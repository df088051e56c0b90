//! 🏷️ Model metadata: custom, defined (taxonomy), and provenance.

use serde::{Deserialize, Serialize};

use crate::oci::data_science::OciModelProvenance;

/// 🗂️ Custom metadata categories the catalog recognises.
pub mod category {
    pub const PERFORMANCE: &str = "Performance";
    pub const TRAINING_PROFILE: &str = "Training Profile";
    pub const TRAINING_AND_VALIDATION_DATASETS: &str = "Training and Validation Datasets";
    pub const TRAINING_ENVIRONMENT: &str = "Training Environment";
    pub const OTHER: &str = "Other";
}

/// 🏷️ One key/value pair on a model. Values are always strings remotely.
#[derive(Debug, Clone, Default, PartialEq, Serialize, Deserialize)]
#[serde(rename_all = "camelCase")]
pub struct MetadataItem {
    pub key: String,
    #[serde(default)]
    pub value: String,
    #[serde(default, skip_serializing_if = "Option::is_none")]
    pub description: Option<String>,
    #[serde(default, skip_serializing_if = "Option::is_none")]
    pub category: Option<String>,
    /// 📎 Set by the service when a metadata artifact blob is attached.
    #[serde(default, skip_serializing_if = "Option::is_none")]
    pub has_artifact: Option<bool>,
}

impl MetadataItem {
    pub fn new(key: impl Into<String>, value: impl Into<String>) -> Self {
        Self {
            key: key.into(),
            value: value.into(),
            ..Default::default()
        }
    }

    pub fn with_description(mut self, description: impl Into<String>) -> Self {
        self.description = Some(description.into());
        self
    }

    pub fn with_category(mut self, category: impl Into<String>) -> Self {
        self.category = Some(category.into());
        self
    }
}

/// 📚 An ordered list of metadata items with at most one item per key.
#[derive(Debug, Clone, Default, PartialEq, Serialize, Deserialize)]
#[serde(transparent)]
pub struct MetadataList(Vec<MetadataItem>);

impl MetadataList {
    pub fn new() -> Self {
        Self::default()
    }

    pub fn get(&self, key: &str) -> Option<&MetadataItem> {
        self.0.iter().find(|item| item.key == key)
    }

    /// ➕ Insert or replace by key. Position is kept on replace.
    pub fn upsert(&mut self, item: MetadataItem) {
        match self.0.iter_mut().find(|existing| existing.key == item.key) {
            Some(existing) => *existing = item,
            None => self.0.push(item),
        }
    }

    pub fn remove(&mut self, key: &str) -> Option<MetadataItem> {
        let idx = self.0.iter().position(|item| item.key == key)?;
        Some(self.0.remove(idx))
    }

    pub fn iter(&self) -> impl Iterator<Item = &MetadataItem> {
        self.0.iter()
    }

    pub fn len(&self) -> usize {
        self.0.len()
    }

    pub fn is_empty(&self) -> bool {
        self.0.is_empty()
    }
}

impl FromIterator<MetadataItem> for MetadataList {
    fn from_iter<T: IntoIterator<Item = MetadataItem>>(iter: T) -> Self {
        let mut list = MetadataList::new();
        for item in iter {
            list.upsert(item);
        }
        list
    }
}

/// 🧬 Where the model came from. Local spelling of the remote provenance resource.
#[derive(Debug, Clone, Default, PartialEq, Serialize, Deserialize)]
#[serde(rename_all = "camelCase")]
pub struct ModelProvenanceMetadata {
    #[serde(default, skip_serializing_if = "Option::is_none")]
    pub repository_url: Option<String>,
    #[serde(default, skip_serializing_if = "Option::is_none")]
    pub git_branch: Option<String>,
    #[serde(default, skip_serializing_if = "Option::is_none")]
    pub git_commit: Option<String>,
    #[serde(default, skip_serializing_if = "Option::is_none")]
    pub script_dir: Option<String>,
    #[serde(default, skip_serializing_if = "Option::is_none")]
    pub training_script_path: Option<String>,
    #[serde(default, skip_serializing_if = "Option::is_none")]
    pub training_id: Option<String>,
}

impl ModelProvenanceMetadata {
    pub fn is_empty(&self) -> bool {
        *self == Self::default()
    }
}

impl From<&ModelProvenanceMetadata> for OciModelProvenance {
    fn from(local: &ModelProvenanceMetadata) -> Self {
        OciModelProvenance {
            repository_url: local.repository_url.clone(),
            git_branch: local.git_branch.clone(),
            git_commit: local.git_commit.clone(),
            script_dir: local.script_dir.clone(),
            training_script: local.training_script_path.clone(),
            training_id: local.training_id.clone(),
        }
    }
}

impl From<OciModelProvenance> for ModelProvenanceMetadata {
    fn from(remote: OciModelProvenance) -> Self {
        ModelProvenanceMetadata {
            repository_url: remote.repository_url,
            git_branch: remote.git_branch,
            git_commit: remote.git_commit,
            script_dir: remote.script_dir,
            training_script_path: remote.training_script,
            training_id: remote.training_id,
        }
    }
}

#[cfg(test)]
mod tests {
    use super::*;

    #[test]
    fn the_one_where_upsert_keeps_one_item_per_key() {
        let mut list = MetadataList::new();
        list.upsert(MetadataItem::new("framework", "pytorch"));
        list.upsert(MetadataItem::new("modelDescription", "false"));
        list.upsert(MetadataItem::new("modelDescription", "true").with_category(category::OTHER));

        assert_eq!(list.len(), 2);
        let the_flag = list.get("modelDescription").unwrap();
        assert_eq!(the_flag.value, "true");
        assert_eq!(the_flag.category.as_deref(), Some("Other"));
        assert_eq!(list.iter().next().unwrap().key, "framework");
    }

    #[test]
    fn the_one_where_provenance_renames_the_training_script() {
        let local = ModelProvenanceMetadata {
            training_script_path: Some("train.py".into()),
            git_branch: Some("main".into()),
            ..Default::default()
        };
        let remote = OciModelProvenance::from(&local);
        assert_eq!(remote.training_script.as_deref(), Some("train.py"));
        assert_eq!(ModelProvenanceMetadata::from(remote), local);
        assert!(ModelProvenanceMetadata::default().is_empty());
    }
}
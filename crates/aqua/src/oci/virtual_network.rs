//! 🕸️ Virtual network client: VCNs and subnets, read-only.

use reqwest::Method;
use serde_json::Value;

use super::transport::{OciTransport, endpoint_url};
use crate::error::AquaResult;

#[derive(Debug, Clone)]
pub struct VirtualNetworkClient {
    transport: OciTransport,
    base: String,
}

impl VirtualNetworkClient {
    pub const ENDPOINT_TEMPLATE: &'static str = "https://iaas.{region}.oraclecloud.com/20160918";

    pub fn new(transport: OciTransport, base: impl Into<String>) -> Self {
        Self {
            transport,
            base: base.into(),
        }
    }

    async fn list(&self, resource: &str, query: &[(&str, &str)]) -> AquaResult<Vec<Value>> {
        let url = endpoint_url(&self.base, &[resource])?;
        self.transport
            .list_all(|page| {
                let mut the_query = query.to_vec();
                if let Some(p) = page {
                    the_query.push(("page", p));
                }
                self.transport.request(Method::GET, url.clone()).query(&the_query)
            })
            .await
    }

    pub async fn list_vcns(&self, compartment_id: &str) -> AquaResult<Vec<Value>> {
        self.list("vcns", &[("compartmentId", compartment_id)]).await
    }

    pub async fn list_subnets(&self, compartment_id: &str, vcn_id: Option<&str>) -> AquaResult<Vec<Value>> {
        match vcn_id {
            Some(vcn) => {
                self.list("subnets", &[("compartmentId", compartment_id), ("vcnId", vcn)])
                    .await
            }
            None => self.list("subnets", &[("compartmentId", compartment_id)]).await,
        }
    }
}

====

Task goal
Take every line from the listing above that includes the word "MetadataList" and copy it.

Written response
pub struct MetadataList(Vec<MetadataItem>);
impl MetadataList {
impl FromIterator<MetadataItem> for MetadataList {
        let mut list = MetadataList::new();
        let mut list = MetadataList::new();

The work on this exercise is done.